Two tumor-associated monoclonal antibodies, HMFG1 and HMFG2, directed against MUC-1 and labeled with 123I have been used to detect primary and metastatic ovarian, breast, and gastrointestinal neoplasms by immunoscintigraphy.200,201 HMFG1 has been conjugated to 90Y and used in a clinical study to treat patients with advanced ovarian cancer following conventional therapy.202,203 Results for patients with minimal residual disease were encouraging, with half the patients being free from disease and in complete remission several years after treatment, consistent with the possible activity of RIT against minimal residual on the surface of the peritoneal cavity.
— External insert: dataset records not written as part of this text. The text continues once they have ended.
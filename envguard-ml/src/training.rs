//! Training orchestrator
//!
//! One cycle fetches the training window once, then trains every parameter
//! independently:
//!
//! ```text
//! readings_between(now - lookback, now)
//!        │
//!        ▼
//!  TrainingTable ──► for each parameter:
//!                      usable rows < min?  → Skipped
//!                      design / fit error? → Failed
//!                      otherwise           → publish, persist → Trained
//! ```
//!
//! A failure for one parameter never stops the others. The cycle as a whole
//! reports failure only when the window is empty; an unreachable datastore is
//! an error for the caller.

use std::collections::BTreeMap;
use std::sync::{Arc, Mutex, PoisonError, RwLock, TryLockError};

use chrono::{DateTime, Utc};
use envguard_core::{build_training_table, Datastore, Parameter, TimeSource, TrainingTable};
use serde::Serialize;

use crate::{
    FitMetrics, LifecycleConfig, LifecycleError, MLError, ModelRegistry, ModelStore, ModelTriple,
};

/// What happened to one parameter in a cycle
#[derive(Debug, Clone, PartialEq, Serialize)]
#[serde(tag = "status", rename_all = "snake_case")]
pub enum ParameterOutcome {
    /// A new triple was published
    Trained {
        /// Fit quality
        metrics: FitMetrics,
        /// Whether the artifacts were written
        persisted: bool,
    },
    /// Too few usable rows; the previous triple stays
    Skipped {
        /// Rows with a value for the parameter
        available: usize,
        /// Configured minimum
        required: usize,
    },
    /// Building or fitting failed; the previous triple stays
    Failed {
        /// Error description
        error: String,
    },
}

/// Summary of one training cycle
#[derive(Debug, Clone, Serialize)]
pub struct CycleReport {
    /// When the cycle started; also the end of the window
    pub started_at: DateTime<Utc>,
    /// Start of the training window
    pub window_start: DateTime<Utc>,
    /// When the cycle finished
    pub finished_at: DateTime<Utc>,
    /// Readings in the window
    pub rows_fetched: usize,
    /// Per-parameter results; empty when nothing was fetched
    pub outcomes: BTreeMap<Parameter, ParameterOutcome>,
}

impl CycleReport {
    /// False only when the training window held no readings
    pub fn success(&self) -> bool {
        self.rows_fetched > 0
    }

    /// Outcome for one parameter
    pub fn outcome(&self, parameter: Parameter) -> Option<&ParameterOutcome> {
        self.outcomes.get(&parameter)
    }

    fn matching(&self, pred: impl Fn(&ParameterOutcome) -> bool) -> Vec<Parameter> {
        self.outcomes
            .iter()
            .filter(|(_, outcome)| pred(outcome))
            .map(|(p, _)| *p)
            .collect()
    }

    /// Parameters that got a new triple
    pub fn trained(&self) -> Vec<Parameter> {
        self.matching(|o| matches!(o, ParameterOutcome::Trained { .. }))
    }

    /// Parameters skipped for lack of rows
    pub fn skipped(&self) -> Vec<Parameter> {
        self.matching(|o| matches!(o, ParameterOutcome::Skipped { .. }))
    }

    /// Parameters whose training failed
    pub fn failed(&self) -> Vec<Parameter> {
        self.matching(|o| matches!(o, ParameterOutcome::Failed { .. }))
    }
}

/// How the registry was populated at startup
#[derive(Debug, Clone)]
pub enum StartupOutcome {
    /// Persisted triples were installed
    Loaded {
        /// Parameters that loaded completely
        parameters: Vec<Parameter>,
    },
    /// Nothing loaded, so a cycle ran immediately
    Trained(CycleReport),
}

/// Runs training cycles against the shared registry
pub struct TrainingOrchestrator {
    datastore: Arc<dyn Datastore>,
    registry: Arc<ModelRegistry>,
    store: ModelStore,
    clock: Arc<dyn TimeSource>,
    config: LifecycleConfig,
    last_report: RwLock<Option<CycleReport>>,
    // Held for a whole cycle so two cycles never interleave their writes.
    // Registry readers never take it.
    cycle_guard: Mutex<()>,
}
Among 21 patients who achieved complete remission following surgery, chemotherapy, and intraperitoneal RIT, 78% survived for longer than 10 years, and the median survival had not been reached with a maximum follow-up of 12 years.204,205 In a multi-institution international randomized concurrently controlled Phase III clinical trial, 90Y-HMFG1 is now being evaluated; data accrual has recently been completed but has not yet been analyzed.

The response of patients with ovarian cancer following RIT with intravenously administered 131I-labeled chimeric monoclonal antibody MOv18 directed against a tumor-associated folate receptor is also currently being evaluated.206 To date, results have shown that 131I-labeled c-MOv18 can be given safely to patients with normal bone marrow reserves and may have therapeutic potential, particularly in patients with minimal residual disease.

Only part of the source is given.